Recently I started buying bitcoins and I’ve heard a lot of discusses inflation and deflation but not lots of people actually know and think about what inflation and deflation are. But let’s focus on inflation.

We always needed a method to trade value and probably the most practical way to take action is to link it with money. In past times it worked quite well because the money that has been issued was associated with gold. So every central bank needed enough gold to pay back all of the money it issued. However, before century this changed and gold isn’t what is giving value to money but promises. As possible guess it’s very easy to abuse to such power and certainly the major central banks aren’t renouncing to do so. That is why they’re printing money, so in other words they are “creating wealth” out of nothing without really having it. This technique not merely exposes us to risks of economic collapse but it results also with the de-valuation of money. Therefore, because money is worth less, whoever is selling something must raise the price of goods to reflect their real value, that is called inflation. But what’s behind the amount of money printing? Why are central banks doing this? Well the answer they would offer you is that by de-valuing their currency they are helping the exports.

In fairness, in our global economy this is true. However, that’s not the only real reason. By issuing fresh money we are able to afford to cover back the debts we’d, put simply we make new debts to cover the old ones. But that is not only it, by de-valuing our currencies we have been de-facto de-valuing our debts. That’s why our countries love inflation. In inflationary environments it’s easier to grow because debts are cheap. But which are the consequences of all this? It’s hard to store wealth. If you keep carefully the money (you worked hard to obtain) in your money you are actually losing wealth because your money is de-valuing pretty quickly.

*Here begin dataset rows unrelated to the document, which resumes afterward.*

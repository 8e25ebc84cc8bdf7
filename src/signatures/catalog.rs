//! Replacement document catalog.
//!
//! An incremental update cannot edit the old catalog in place, so a new one
//! is appended and the trailer's `/Root` is pointed at it. It keeps every
//! entry of the old catalog and carries an `/AcroForm` listing the new
//! signature field.

use crate::document::SourceDocument;
use crate::error::Result;
use crate::object::{Dictionary, Object, ObjectRef};
use crate::writer::ObjectSerializer;

/// `SignaturesExist | AppendOnly` (ISO 32000-1:2008, Table 219).
pub const SIG_FLAGS: i64 = 3;

/// Serialize the new catalog with `field_ref` added to `/AcroForm /Fields`.
pub fn build_catalog<D: SourceDocument + ?Sized>(doc: &D, field_ref: ObjectRef) -> Result<Vec<u8>> {
    let old = doc.catalog()?;

    let mut catalog: Dictionary = old
        .iter()
        .filter(|(key, _)| key.as_str() != "AcroForm")
        .map(|(key, value)| (key.clone(), value.clone()))
        .collect();
    catalog.insert("AcroForm".to_string(), Object::Dictionary(build_acroform(doc, field_ref)?));

    Ok(ObjectSerializer::new().serialize(&Object::Dictionary(catalog)))
}

/// The old form with the field appended, or a fresh one.
fn build_acroform<D: SourceDocument + ?Sized>(doc: &D, field_ref: ObjectRef) -> Result<Dictionary> {
    let old = doc.acroform()?.unwrap_or_default();

    let mut fields = match old.get("Fields") {
        Some(value) => doc
            .resolve_value(value)?
            .as_array()
            .cloned()
            .unwrap_or_default(),
        None => Vec::new(),
    };
    fields.push(Object::Reference(field_ref));
    log::debug!("AcroForm lists {} field(s)", fields.len());

    let mut form: Dictionary = old
        .into_iter()
        .filter(|(key, _)| key != "Fields" && key != "SigFlags")
        .collect();
    form.insert("Fields".to_string(), Object::Array(fields));
    form.insert("SigFlags".to_string(), Object::Integer(SIG_FLAGS));
    Ok(form)
}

Because each central bank has an inflation target at around 2% we are able to well say that keeping money costs all of us at least 2% each year. This discourages savers and spur consumes. This is one way our economies are working, predicated on inflation and debts.

What about deflation? Well this is exactly the opposite of inflation and it is the biggest nightmare for our central banks, let’s understand why. Basically, we have deflation when overall the prices of goods fall. This might be caused by an increase of value of money. To begin with, it could hurt spending as consumers will undoubtedly be incentivised to save lots of money because their value increase overtime. Alternatively Bitcoin Era Review will be under constant pressure. They will need to sell their goods quick otherwise they will lose money because the price they will charge for his or her services will drop as time passes. But if there is something we learned in these years is that central banks and governments usually do not care much about consumers or merchants, what they care probably the most is DEBT!!. In a deflationary environment debt will become a real burden since it will only get bigger as time passes. Because our economies derive from debt you can imagine what will function as consequences of deflation.

So to conclude, inflation is growth friendly but is based on debt. Which means future generations will pay our debts. Deflation however makes growth harder nonetheless it implies that future generations won’t have much debt to pay (in such context it could be possible to cover slow growth).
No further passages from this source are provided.